QR payments can be processed through any of the following methods:
Merchant QR Scan
The merchant will display a code at checkout, which you may scan to accept—or deny—the transaction. After you scan, you may be prompted to verify your identity or enter your card details or PIN. Sometimes, you may be required to present your card for authentication.
Customer QR Scan
In a customer QR scan, stores will provide you with a scanner at which to point your personal QR codes. The customer will produce a unique QR payment code, which your scanner will read and request payment through the appropriate app.
App-to-App QR Scan
If you and the merchant have the relevant payment apps enabled through your devices, you may scan the QR code displayed in the app and tap to confirm and process payment.

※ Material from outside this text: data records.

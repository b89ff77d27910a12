//! # Count Forecast
//!
//! Forecasting of yearly count series with validation-based model selection.
//!
//! ## Features
//!
//! - Yearly series handling and ingestion of the combined per-country dataset
//! - Holt-Winters triple exponential smoothing (additive trend and season)
//! - Seasonal ARIMA with KPSS-based differencing and stepwise order search
//! - Out-of-sample validation by mean absolute percentage error
//! - Deterministic model selection; the first registered model wins ties
//! - Projection from the already-fitted winner, optionally with prediction intervals
//! - Additive decomposition and a global yearly summary for exploration
//!
//! ## Quick Start
//!
//! ```rust,no_run
//! use count_forecast::config::PipelineConfig;
//! use count_forecast::data::{CountryDataset, GroundTruthTable};
//! use count_forecast::pipeline::ForecastPipeline;
//! use count_forecast::report::PipelineReport;
//!
//! # fn main() -> count_forecast::error::Result<()> {
//! let dataset = CountryDataset::from_csv("data/combined_processed_data.csv")?;
//! let (training, _) = dataset.series_for("Japan")?.split_at_year(2020);
//!
//! let pipeline = ForecastPipeline::new(PipelineConfig::default())?;
//! let outcome = pipeline.run(&training, &GroundTruthTable::japan_reference())?;
//!
//! println!("{}", PipelineReport::from_outcome(&outcome).render_text());
//! # Ok(())
//! # }
//! ```

pub mod analysis;
pub mod config;
pub mod data;
pub mod error;
pub mod metrics;
pub mod models;
pub mod pipeline;
pub mod projection;
pub mod report;
pub mod selection;
pub mod utils;
pub mod validation;

// Re-export commonly used types
pub use crate::analysis::{GlobalSummary, SeriesDecomposition};
pub use crate::config::{ArimaSearchConfig, PipelineConfig};
pub use crate::data::{CountryDataset, GroundTruthTable, SeriesProvider, TimeSeries};
pub use crate::error::ForecastError;
pub use crate::models::{FittedModel, ForecastModel, ForecastResult, ModelVariant};
pub use crate::pipeline::{ForecastPipeline, PipelineOutcome};
pub use crate::report::PipelineReport;

// Version information
pub const VERSION: &str = env!("CARGO_PKG_VERSION");
pub const NAME: &str = env!("CARGO_PKG_NAME");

Where Are QR Payments Currently Being Used?
China leads the world in QR payments. Making payments via a QR-enabled device is the preferred transaction method in China, from luxury department stores to street vendors, leaving credit and debit cards in the dust. Most transactions in Asia occur via mobile payment apps like Alipay and WeChat.
Indeed, many Central- and East-Asian countries follow China’s lead. For instance, thousands of sellers in Vietnam, South Korea, and India have also embraced QR payments. Mobile QR codes have become the norm in much of this region, but the United Kingdom, Germany, and Portugal have also recently joined the US in QR codes and other contactless payment methods.
Be Careful Where You Use QR Codes
If you haven’t seen many QR payment codes in stores near you yet, don’t worry: they’re coming.
The ease and convenience of contactless payments are catching on worldwide. This is particularly true after the Covid-19 pandemic. Because of the geolocation and verification software that is programmed into QR code payments, they are often a safer and more secure payment option.
This shouldn’t lead you to assume that the platform is “fraud-proof,” though. You can still run up against scammers who are adept at breaking QR codes, like any other payment method.
For your security, if your QR code is rejected at the terminal for any reason, don’t try to rerun the payment until you’ve ascertained what the issue may be with your bank. Some QR code payments can be rejected if the payment has raised a red flag with your bank, or the merchant cannot verify your identity.
In either case, and as always, be aware of your surroundings when shopping. Pay attention to where and how you shop, and investigate any irregularities immediately. This can help protect you against QR code-enabled fraud attacks.